You need an iOS device with homekit setup and paired with your home assistant homekit bridge/accessory.
You need to enable “Apple TV Remote” in the iOS control center.
You access the remote by swiping down from the top of the screen to see the control center and then pressing the remote button.
Why would you want to do this?
For some reason you want to use your iPhone as a TV remote.
The on-off button and mute don’t send homekit remote events in home assistant so can’t be supported by the blueprint. In theory they should be supported by the homekit integration exposing those elements from the media_player tv entity, much like how volume works in the remote. But the on/off and mute buttons don’t appear to be working for me either.
You are awesome! I just figured out how to make a media_player for my IR cable box and this works perfectly to make up for the lacking support. It always feels great when you don’t expect something to work & it works well.
I can’t make sense of why we aren’t able to re-map these keys in the universal media_player config, or maybe I just don’t know how.
Also, it is frustrating they don’t enable the set-top-box (stb) sub-type of the TV device. It is no different from the receiver, it just provides a nicer icon for STBs. Homebridge supports the STB type but not HA…
Oh well, I really appreciate this blueprint! One more thing out of Homebridge & into HA!
Hey, great blueprint, made it very easy for me to map my remote. Thank you
Just one question - and not sure if it’s something that can be rectified with this blueprint of if it’s a HomeKit thing.

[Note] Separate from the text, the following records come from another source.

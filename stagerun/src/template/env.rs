//! The variable environment templates render against.

use serde::{Deserialize, Serialize};
use std::collections::BTreeMap;

/// Names of the variables injected at run time.
pub struct BuiltinVars;

impl BuiltinVars {
    /// The process working directory.
    pub const CWD: &'static str = "cwd";
    /// The compact invocation timestamp.
    pub const TIMESTAMP: &'static str = "timestamp";
    /// The device under test.
    pub const DUT: &'static str = "dut";
    /// Root directory for build logs (declared by the workflow, not injected).
    pub const LOGS_DIR: &'static str = "logs_dir";
}

/// Mapping from variable name to (possibly templated) value.
///
/// Iteration is ordered by name.
#[derive(Debug, Clone, Default, PartialEq, Eq, Serialize, Deserialize)]
#[serde(transparent)]
pub struct VariableEnv {
    vars: BTreeMap<String, String>,
}

impl VariableEnv {
    /// Creates an empty environment.
    #[must_use]
    pub fn new() -> Self {
        Self::default()
    }

    /// Returns the value of `name`.
    #[must_use]
    pub fn get(&self, name: &str) -> Option<&str> {
        self.vars.get(name).map(String::as_str)
    }

    /// Sets `name`, returning the previous value.
    pub fn insert(&mut self, name: impl Into<String>, value: impl Into<String>) -> Option<String> {
        self.vars.insert(name.into(), value.into())
    }

    /// Returns true if `name` is defined.
    #[must_use]
    pub fn contains(&self, name: &str) -> bool {
        self.vars.contains_key(name)
    }

    /// Returns the number of variables.
    #[must_use]
    pub fn len(&self) -> usize {
        self.vars.len()
    }

    /// Returns true if no variables are defined.
    #[must_use]
    pub fn is_empty(&self) -> bool {
        self.vars.is_empty()
    }

    /// Iterates over `(name, value)` pairs.
    pub fn iter(&self) -> impl Iterator<Item = (&str, &str)> {
        self.vars.iter().map(|(k, v)| (k.as_str(), v.as_str()))
    }

    /// Returns the variable names.
    pub fn names(&self) -> impl Iterator<Item = &str> {
        self.vars.keys().map(String::as_str)
    }

    /// Overlays the runtime-derived variables, replacing declared ones.
    #[must_use]
    pub fn with_runtime(mut self, runtime: &RuntimeVars) -> Self {
        self.insert(BuiltinVars::CWD, runtime.cwd.clone());
        self.insert(BuiltinVars::TIMESTAMP, runtime.timestamp.clone());
        self.insert(BuiltinVars::DUT, runtime.dut.clone());
        self
    }
}

impl<K, V> FromIterator<(K, V)> for VariableEnv
where
    K: Into<String>,
    V: Into<String>,
{
    fn from_iter<I: IntoIterator<Item = (K, V)>>(iter: I) -> Self {
        Self {
            vars: iter.into_iter().map(|(k, v)| (k.into(), v.into())).collect(),
        }
    }
}

impl From<BTreeMap<String, String>> for VariableEnv {
    fn from(vars: BTreeMap<String, String>) -> Self {
        Self { vars }
    }
}

/// Values derived from the invocation rather than the workflow document.
#[derive(Debug, Clone, PartialEq, Eq)]
pub struct RuntimeVars {
    /// Current working directory.
    pub cwd: String,
    /// Compact invocation timestamp (`%Y%m%d_%H%M%S`).
    pub timestamp: String,
    /// Device-under-test identifier.
    pub dut: String,
}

My TV has an ambient mode - so it still has some features that can be accessed when the TV is turned off.
However, using this, anytime I press a button it seems to turn the media player entity on. E.g - I press the left or right arrow buttons to change something on the screensaver, and it boots up the TV.
Not the biggest deal but if you know what the cause is, that’d be very helpful
I believe that if your homekit TV device is powered off, when you press a button on the iOS remote screen that your Apple device will send a power-on request to the HomeKit TV device.

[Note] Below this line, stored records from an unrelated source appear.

//! Execution plans.

use serde::{Deserialize, Serialize};
use std::fmt;

/// Ordered, deduplicated list of stages to run.
#[derive(Debug, Clone, Default, PartialEq, Eq, Serialize, Deserialize)]
#[serde(transparent)]
pub struct ExecutionPlan {
    stages: Vec<String>,
}

impl ExecutionPlan {
    /// Creates an empty plan.
    #[must_use]
    pub fn new() -> Self {
        Self::default()
    }

    /// Appends `stage` unless it is already planned. Returns true if added.
    pub fn push_unique(&mut self, stage: impl Into<String>) -> bool {
        let stage = stage.into();
        if self.contains(&stage) {
            return false;
        }
        self.stages.push(stage);
        true
    }

    /// Appends a partial order, skipping stages already planned.
    pub fn merge(&mut self, partial: impl IntoIterator<Item = impl Into<String>>) {
        for stage in partial {
            self.push_unique(stage);
        }
    }

    /// Removes `stage` from the plan. Returns true if it was present.
    pub fn extract(&mut self, stage: &str) -> bool {
        match self.position(stage) {
            Some(idx) => {
                self.stages.remove(idx);
                true
            }
            None => false,
        }
    }

    /// Returns true if `stage` is planned.
    #[must_use]
    pub fn contains(&self, stage: &str) -> bool {
        self.stages.iter().any(|s| s == stage)
    }

    /// Returns the index of `stage` in the plan.
    #[must_use]
    pub fn position(&self, stage: &str) -> Option<usize> {
        self.stages.iter().position(|s| s == stage)
    }

    /// Returns the number of planned stages.
    #[must_use]
    pub fn len(&self) -> usize {
        self.stages.len()
    }

    /// Returns true if nothing is planned.
    #[must_use]
    pub fn is_empty(&self) -> bool {
        self.stages.is_empty()
    }

    /// Iterates over stage names in execution order.
    pub fn iter(&self) -> impl Iterator<Item = &str> {
        self.stages.iter().map(String::as_str)
    }

    /// Returns the stage names as a slice.
    #[must_use]
    pub fn as_slice(&self) -> &[String] {
        &self.stages
    }
}

impl fmt::Display for ExecutionPlan {
    fn fmt(&self, f: &mut fmt::Formatter<'_>) -> fmt::Result {
        f.write_str(&self.stages.join(" -> "))
    }
}

impl<S: Into<String>> FromIterator<S> for ExecutionPlan {
    fn from_iter<I: IntoIterator<Item = S>>(iter: I) -> Self {
        let mut plan = Self::new();
        plan.merge(iter);
        plan
    }
}

#[cfg(test)]
mod tests {
    use super::*;

    #[test]
    fn test_merge_preserves_first_seen_order() {
        let mut plan = ExecutionPlan::new();
        plan.merge(["a", "b", "c"]);
        plan.merge(["a", "d", "c", "e"]);
        assert_eq!(plan.as_slice(), &["a", "b", "c", "d", "e"]);
    }

    #[test]
    fn test_extract() {
        let mut plan: ExecutionPlan = ["clean", "configure", "build"].into_iter().collect();
        assert!(plan.extract("clean"));
        assert!(!plan.extract("clean"));
        assert_eq!(plan.to_string(), "configure -> build");
    }

    #[test]
    fn test_serializes_as_list() {
        let plan: ExecutionPlan = ["a", "b"].into_iter().collect();
        assert_eq!(serde_json::to_string(&plan).unwrap(), r#"["a","b"]"#);
    }
}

In other words I think it is your iOS device that is causing the power-on that you don’t want.
If you don’t care about being able to power on your tv from the iOS remote or from HomeKit, maybe you could work around it by wrapping your TV media player entity with a Universal media player entity that did nothing for turn-on (and then use that universal media player entity for HomeKit and the remote). But then you wouldn’t be able to turn on the TV at all with the remote/homekit, so probably not what you would want.

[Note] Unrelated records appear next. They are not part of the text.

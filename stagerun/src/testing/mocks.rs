//! Mock command runners for testing.

use async_trait::async_trait;
use parking_lot::Mutex;
use std::io;

use crate::errors::StagerunError;
use crate::runner::{CommandOutput, CommandRunner};

/// A runner that records commands and answers from a script.
///
/// Each rule matches commands containing a substring; the first matching
/// rule wins. Unmatched commands succeed with empty output.
#[derive(Debug, Default)]
pub struct ScriptedRunner {
    rules: Mutex<Vec<(String, CommandOutput)>>,
    calls: Mutex<Vec<String>>,
}

impl ScriptedRunner {
    /// Creates a runner where every command succeeds.
    #[must_use]
    pub fn new() -> Self {
        Self::default()
    }

    /// Answers commands containing `pattern` with `output`.
    #[must_use]
    pub fn respond(self, pattern: impl Into<String>, output: CommandOutput) -> Self {
        self.rules.lock().push((pattern.into(), output));
        self
    }

    /// Fails commands containing `pattern` with `exit_code`.
    #[must_use]
    pub fn fail_on(self, pattern: impl Into<String>, exit_code: i32) -> Self {
        self.respond(pattern, CommandOutput::failure(exit_code, "scripted failure"))
    }

    /// Returns every command run so far, in order.
    #[must_use]
    pub fn calls(&self) -> Vec<String> {
        self.calls.lock().clone()
    }

    /// Returns the number of commands run.
    #[must_use]
    pub fn call_count(&self) -> usize {
        self.calls.lock().len()
    }
}

#[async_trait]
impl CommandRunner for ScriptedRunner {
    async fn run(&self, command: &str) -> Result<CommandOutput, StagerunError> {
        self.calls.lock().push(command.to_string());
        let output = self
            .rules
            .lock()
            .iter()
            .find(|(pattern, _)| command.contains(pattern.as_str()))
            .map(|(_, output)| output.clone())
            .unwrap_or_else(|| CommandOutput::success(""));
        Ok(output)
    }
}

/// A runner whose shell can never be started.
#[derive(Debug, Default)]
pub struct UnspawnableRunner;

#[async_trait]
impl CommandRunner for UnspawnableRunner {
    async fn run(&self, command: &str) -> Result<CommandOutput, StagerunError> {
        Err(StagerunError::Spawn {
            command: command.to_string(),
            source: io::Error::new(io::ErrorKind::NotFound, "shell not found"),
        })
    }
}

I’m new to Home Assistant and are slowly migrating TV accessories from Homebridge to HA, so please forgive if I ask something obvious. I have used the blueprint with success for my Sony and Samsung TVs, and now I’m working on a more complex case - Logitech Harmony Hub (exposed as a remote instead of media_player).
For it to work I need the automation to do different things based on the current activity. From example, when I’m watching movie, I’d like the remote to control my media player, and when I listen to music I’d like the remote to control the music streamer etc. The generated YAML file looks like below, I need some magic to branch for “command” and “device” with different activity state:
Do you have a sensor already that determines whether you are watching a movie or not? If so, you could add an additional if/then building block to perform a different action based on that sensor. Something like what I pasted below (but replaced with your entities and your states and your commands)
It’s also possible you could use a template (instead of the “if/then/else” building block) to replace the command and device, which could make the solution more compact.